I would have been more precise to have written that a five justice majority decided the Bay Mills case in a way that, to some extent, works in favor of the Bay Mills Indian Community. That result sounds good on the surface. In fact, in a recent interview, Odawa law professor Matthew Fletcher said that the Bay Mills decision ought to be considered perhaps Indian Country’s biggest win in some twenty-five years.
Fletcher’s statement is ironic, though, given the extent to which the majority decision in Bay Mills works to the detriment of Indian nations. In fact, the majority opinion explicitly affirms the “subjection” of “Indian tribes” to the “plenary power” or “plenary control” of the United States.
My previous column decried the fact that the dissenting justices in Bay Mills tacitly acknowledged the conceptual system of domination that has been, and continues to be, used by the United States against our nations and peoples. The evidence I cited is the following sentence from the Thomas dissent: “Despite the Indian Tribes’ subjection to the authority and protection of the United States Government, this court has deemed them ‘domestic dependent nations’ that retain limited attributes of their historic sovereignty.” (emphasis added)
Since the majority decision in Bay Mills is being characterized by some as a big win for Indian country, one might assume that the majority opinion did not use the same racist, conceptual system of domination as the dissent does. Yet, as a matter of fact, the majority and the dissent both used the word “subjection” to characterize the relationship of the United States with Indian nations.
As the majority statement in section II of its ruling: “‘Indian tribes are ‘domestic dependent nations’” that exercise ‘inherent sovereign authority.’” However, the majority then said: “As dependents, the tribes are subject to plenary control by Congress.” Then, in their concluding paragraph, the majority repeats this thinking: “As ‘domestic dependent nations,’ Indian tribes exercise sovereignty subject to the will of the Federal Government.” (emphasis added).
The issue before the Court in the Bay Mills case was whether the state of Michigan could sue the Bay Mills Indian Community in operating an off-reservation casino, or whether Bay Mills possessed “sovereign immunity” from Michigan’s lawsuit. The majority wrote that Indian “tribes” do have “inherent sovereignty,” and further says that “sovereignty implies immunity from lawsuits.” However, the majority continues by explaining its intended meaning of the phrase “subject to the will of Congress”: “Subjection means (among much else) that Congress can abrogate that [tribal sovereign] immunity as and to the extent it wishes.” (emphasis added)
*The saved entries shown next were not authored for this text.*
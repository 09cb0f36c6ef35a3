//! Read-only scene snapshot.
//!
//! The design document is captured as an arena of nodes addressed by
//! [`NodeId`]. Exporters only ever read the snapshot; the single capability
//! that reaches back into the host is [`NodeExporter`].

use serde::{Deserialize, Serialize};

use crate::errors::{AssetError, Result};
use crate::types::{ExportFormat, NodeKind, Paint};

/// Index of a node in a [`Scene`].
#[derive(Debug, Clone, Copy, PartialEq, Eq, Hash, PartialOrd, Ord, Serialize, Deserialize)]
#[serde(transparent)]
pub struct NodeId(pub usize);

/// A node in the scene snapshot.
#[derive(Debug, Clone)]
pub struct SceneNode {
    /// Author-assigned layer name.
    pub name: String,
    pub kind: NodeKind,
    pub parent: Option<NodeId>,
    /// Child node ids in layer order.
    pub children: Vec<NodeId>,
    pub visible: bool,
    pub fills: Vec<Paint>,
    /// Text content of TEXT nodes.
    pub characters: Option<String>,
    pub width: f64,
    pub height: f64,
    /// Recorded export output, used when the snapshot replays exports.
    pub payload: ExportPayload,
}

/// Recorded export output of a node.
#[derive(Debug, Clone, Default, PartialEq, Serialize, Deserialize)]
pub struct ExportPayload {
    #[serde(default, skip_serializing_if = "Option::is_none")]
    pub pdf: Option<Vec<u8>>,
    #[serde(default, skip_serializing_if = "Option::is_none")]
    pub svg: Option<String>,
}

impl SceneNode {
    /// Create a visible node with no fills.
    pub fn new(name: impl Into<String>, kind: NodeKind) -> Self {
        Self {
            name: name.into(),
            kind,
            parent: None,
            children: Vec::new(),
            visible: true,
            fills: Vec::new(),
            characters: None,
            width: 0.0,
            height: 0.0,
            payload: ExportPayload::default(),
        }
    }

    /// Create a TEXT node with content.
    pub fn text(name: impl Into<String>, characters: impl Into<String>) -> Self {
        Self::new(name, NodeKind::Text).with_characters(characters)
    }

    pub fn with_characters(mut self, characters: impl Into<String>) -> Self {
        self.characters = Some(characters.into());
        self
    }

    pub fn with_fill(mut self, paint: Paint) -> Self {
        self.fills.push(paint);
        self
    }

    pub fn with_size(mut self, width: f64, height: f64) -> Self {
        self.width = width;
        self.height = height;
        self
    }

    pub fn with_svg(mut self, svg: impl Into<String>) -> Self {
        self.payload.svg = Some(svg.into());
        self
    }

    pub fn with_pdf(mut self, pdf: impl Into<Vec<u8>>) -> Self {
        self.payload.pdf = Some(pdf.into());
        self
    }

    pub fn hidden(mut self) -> Self {
        self.visible = false;
        self
    }

    /// Whether this node carries a child list: it has children, or its
    /// kind is one that can hold them.
    pub fn is_container(&self) -> bool {
        !self.children.is_empty() || self.kind.is_container()
    }
}

/// A nested node description, as dumped by the host.
#[derive(Debug, Clone, Serialize, Deserialize)]
pub struct NodeSnapshot {
    pub name: String,
    #[serde(rename = "type")]
    pub kind: NodeKind,
    #[serde(default = "default_visible")]
    pub visible: bool,
    #[serde(default, skip_serializing_if = "Vec::is_empty")]
    pub fills: Vec<Paint>,
    #[serde(default, skip_serializing_if = "Option::is_none")]
    pub characters: Option<String>,
    #[serde(default)]
    pub width: f64,
    #[serde(default)]
    pub height: f64,
    #[serde(flatten)]
    pub payload: ExportPayload,
    #[serde(default, skip_serializing_if = "Vec::is_empty")]
    pub children: Vec<NodeSnapshot>,
}

fn default_visible() -> bool {
    true
}

/// Arena of scene nodes.
#[derive(Debug, Clone, Default)]
pub struct Scene {
    nodes: Vec<SceneNode>,
    roots: Vec<NodeId>,
}

impl Scene {
    /// Create an empty scene.
    pub fn new() -> Self {
        Self::default()
    }

    /// Build a scene from a nested snapshot.
    pub fn from_snapshot(root: NodeSnapshot) -> Self {
        let mut scene = Self::new();
        scene.insert_snapshot(None, root);
        scene
    }

    /// Decode a nested JSON snapshot.
    pub fn from_json(json: &str) -> Result<Self> {
        let root: NodeSnapshot = serde_json::from_str(json)?;
        Ok(Self::from_snapshot(root))
    }

    fn insert_snapshot(&mut self, parent: Option<NodeId>, snapshot: NodeSnapshot) -> NodeId {
        let NodeSnapshot {
            name,
            kind,
            visible,
            fills,
            characters,
            width,
            height,
            payload,
            children,
        } = snapshot;
        let node = SceneNode {
            name,
            kind,
            parent: None,
            children: Vec::new(),
            visible,
            fills,
            characters,
            width,
            height,
            payload,
        };
        let id = match parent {
            Some(parent) => self.add_child(parent, node),
            None => self.add_root(node),
        };
        for child in children {
            self.insert_snapshot(Some(id), child);
        }
        id
    }

    /// Number of nodes in the scene.
    pub fn len(&self) -> usize {
        self.nodes.len()
    }

    pub fn is_empty(&self) -> bool {
        self.nodes.is_empty()
    }

    /// Root node ids.
    pub fn roots(&self) -> &[NodeId] {
        &self.roots
    }

    /// Add a root node and return its id.
    pub fn add_root(&mut self, mut node: SceneNode) -> NodeId {
        let id = NodeId(self.nodes.len());
        node.parent = None;
        self.nodes.push(node);
        self.roots.push(id);
        id
    }

    /// Add a child node to a parent and return its id.
    pub fn add_child(&mut self, parent: NodeId, mut node: SceneNode) -> NodeId {
        let id = NodeId(self.nodes.len());
        node.parent = Some(parent);
        self.nodes.push(node);
        self.nodes[parent.0].children.push(id);
        id
    }

    /// Get a node by id.
    pub fn get(&self, id: NodeId) -> Option<&SceneNode> {
        self.nodes.get(id.0)
    }

    /// Get a node by id. Ids handed out by this scene are always valid.
    pub fn node(&self, id: NodeId) -> &SceneNode {
        &self.nodes[id.0]
    }

    /// Children of a container node, `None` for leaves.
    pub fn children(&self, id: NodeId) -> Option<&[NodeId]> {
        let node = self.node(id);
        node.is_container().then_some(node.children.as_slice())
    }

    pub fn parent(&self, id: NodeId) -> Option<NodeId> {
        self.node(id).parent
    }

    /// Ancestors from the direct parent up to the root.
    pub fn ancestors(&self, id: NodeId) -> Ancestors<'_> {
        Ancestors {
            scene: self,
            next: self.parent(id),
        }
    }

    /// Descendants in depth-first pre-order, excluding `id` itself.
    pub fn descendants(&self, id: NodeId) -> Descendants<'_> {
        let stack = self.node(id).children.iter().rev().copied().collect();
        Descendants { scene: self, stack }
    }

    /// All descendants matching a predicate.
    pub fn find_all<F>(&self, id: NodeId, mut predicate: F) -> Vec<NodeId>
    where
        F: FnMut(&SceneNode) -> bool,
    {
        self.descendants(id)
            .filter(|&d| predicate(self.node(d)))
            .collect()
    }

    /// First descendant matching a predicate.
    pub fn find_one<F>(&self, id: NodeId, mut predicate: F) -> Option<NodeId>
    where
        F: FnMut(&SceneNode) -> bool,
    {
        self.descendants(id).find(|&d| predicate(self.node(d)))
    }
}

/// Iterator over the ancestors of a node.
pub struct Ancestors<'a> {
    scene: &'a Scene,
    next: Option<NodeId>,
}

impl<'a> Iterator for Ancestors<'a> {
    type Item = NodeId;

    fn next(&mut self) -> Option<NodeId> {
        let current = self.next?;
        self.next = self.scene.parent(current);
        Some(current)
    }
}

/// Depth-first iterator over the descendants of a node.
pub struct Descendants<'a> {
    scene: &'a Scene,
    stack: Vec<NodeId>,
}

impl<'a> Iterator for Descendants<'a> {
    type Item = NodeId;

    fn next(&mut self) -> Option<NodeId> {
        let id = self.stack.pop()?;
        // Push children in reverse order so they're visited in layer order
        for &child in self.scene.node(id).children.iter().rev() {
            self.stack.push(child);
        }
        Some(id)
    }
}

/// The host's export capability.
///
/// Calls for distinct nodes are independent and may be awaited concurrently.
#[allow(async_fn_in_trait)]
pub trait NodeExporter {
    /// Export a node as encoded bytes in the requested format.
    async fn export(&self, node: NodeId, format: ExportFormat) -> Result<Vec<u8>>;
}

impl NodeExporter for Scene {
    async fn export(&self, node: NodeId, format: ExportFormat) -> Result<Vec<u8>> {
        let scene_node = self
            .get(node)
            .ok_or_else(|| AssetError::export(format!("#{}", node.0), format, "unknown node"))?;
        let payload = match format {
            ExportFormat::Pdf => scene_node.payload.pdf.clone(),
            ExportFormat::Svg => scene_node.payload.svg.clone().map(String::into_bytes),
        };
        payload.ok_or_else(|| {
            AssetError::export(&scene_node.name, format, "no recorded export in snapshot")
        })
    }
}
In other words, the majority characterized our originally free and independent nations as “domestic dependent nations” that are deemed “subject to the will of the Federal Government.” How coincidental, then, that both the majority Kagan opinion and the Thomas dissent use the word “subjection,” and thereby acknowledge the conceptual system of domination being used against our originally free and independent nations and peoples. Domination is the correlative of subjection, and vice versa.
The final paragraph of Justice Kagan’s opinion, reads: “As ‘domestic dependent nations,’ Indian tribes exercise sovereignty subject to the will of the Federal Government. Cherokee Nation, 5 Pet., at 17.” At page 17 of the Cherokee Nation decision, which Justice Kagan cited, we find tacit reference to the Doctrine of Christian Discovery: “They [the Indian nations] may, more correctly, perhaps, be denominated domestic dependent nations. They occupy a territory to which we assert a title independent of their will, which must take effect in point of possession when their right of possession ceases.” (emphasis added) Once again, as is the case with Professor Fletcher, we find indigenous legal scholars accepting the over-reaching and self-serving manipulations of the U.S. Supremen Court, utilizing the entire body of its self-created federal Indian law to reinforce U.S. colonialism in our homelands.
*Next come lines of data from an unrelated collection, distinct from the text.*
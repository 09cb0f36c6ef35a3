//! Android resource files and qualifiers.

use assetport_core::{Rgba, Theme};

/// XML declaration used by every generated resource file.
pub const XML_HEADER: &str = r#"<?xml version="1.0" encoding="utf-8"?>"#;

/// `#RRGGBB`, or `#AARRGGBB` when the color is not fully opaque.
pub fn hex_color(color: Rgba) -> String {
    let (r, g, b, a) = color.to_rgba8();
    if a == 255 {
        format!("#{:02X}{:02X}{:02X}", r, g, b)
    } else {
        format!("#{:02X}{:02X}{:02X}{:02X}", a, r, g, b)
    }
}

/// A named color resource.
#[derive(Debug, Clone, PartialEq)]
pub struct ColorResource {
    pub name: String,
    pub color: Rgba,
}

impl ColorResource {
    pub fn new(name: impl Into<String>, color: Rgba) -> Self {
        Self {
            name: name.into(),
            color,
        }
    }
}

/// Render a `colors.xml` document.
pub fn colors_xml(colors: &[ColorResource]) -> String {
    let mut xml = String::new();
    xml.push_str(XML_HEADER);
    xml.push('\n');
    xml.push_str("<resources>\n");
    for resource in colors {
        xml.push_str(&format!(
            "    <color name=\"{}\">{}</color>\n",
            escape_xml(&resource.name),
            hex_color(resource.color)
        ));
    }
    xml.push_str("</resources>\n");
    xml
}

/// Resource qualifiers of one asset variant.
#[derive(Debug, Clone, Default, PartialEq, Eq, Hash)]
pub struct Qualifiers {
    pub locale: Option<String>,
    pub night: bool,
}

impl Qualifiers {
    pub fn new(theme: Theme, locale: Option<&str>) -> Self {
        Self {
            locale: locale.map(str::to_string),
            night: theme == Theme::Dark,
        }
    }

    /// Folder for drawables: `drawable[-<locale>][-night]`.
    pub fn drawable_folder(&self) -> String {
        self.folder("drawable")
    }

    /// Folder for values: `values[-<locale>][-night]`.
    pub fn values_folder(&self) -> String {
        self.folder("values")
    }

    fn folder(&self, base: &str) -> String {
        let mut folder = base.to_string();
        if let Some(locale) = &self.locale {
            folder.push('-');
            folder.push_str(locale);
        }
        if self.night {
            folder.push_str("-night");
        }
        folder
    }
}

pub(crate) fn escape_xml(s: &str) -> String {
    s.replace('&', "&amp;")
        .replace('<', "&lt;")
        .replace('>', "&gt;")
        .replace('"', "&quot;")
        .replace('\'', "&apos;")
}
Johnson v. M’Intosh, decided just eight years prior to Cherokee Nation, presumed that “the right of discovery” was a basis upon which the United States asserted a title to all Indian lands of the continent. To illustrate the “principle” of discovery, which the Court said had “diminished” the complete sovereignty and independence of Indian nations, Marshall provided the following explanation based on the royal charter issued in 1496 to John Cabot and his sons:
In this first effort by the English government to acquire territory on this continent we perceive a complete recognition of the principle [of discovery] which has been mentioned. The right of discovery given by this [Cabot] commission is confined to countries ‘then unknown to all Christian people,’ and of these countries Cabot was empowered to take possession in the name of the King of England. Thus asserting a right to take possession notwithstanding the occupancy of the natives, who were heathens, and at the same time admitting the prior title of any Christian people who may have made a previous discovery.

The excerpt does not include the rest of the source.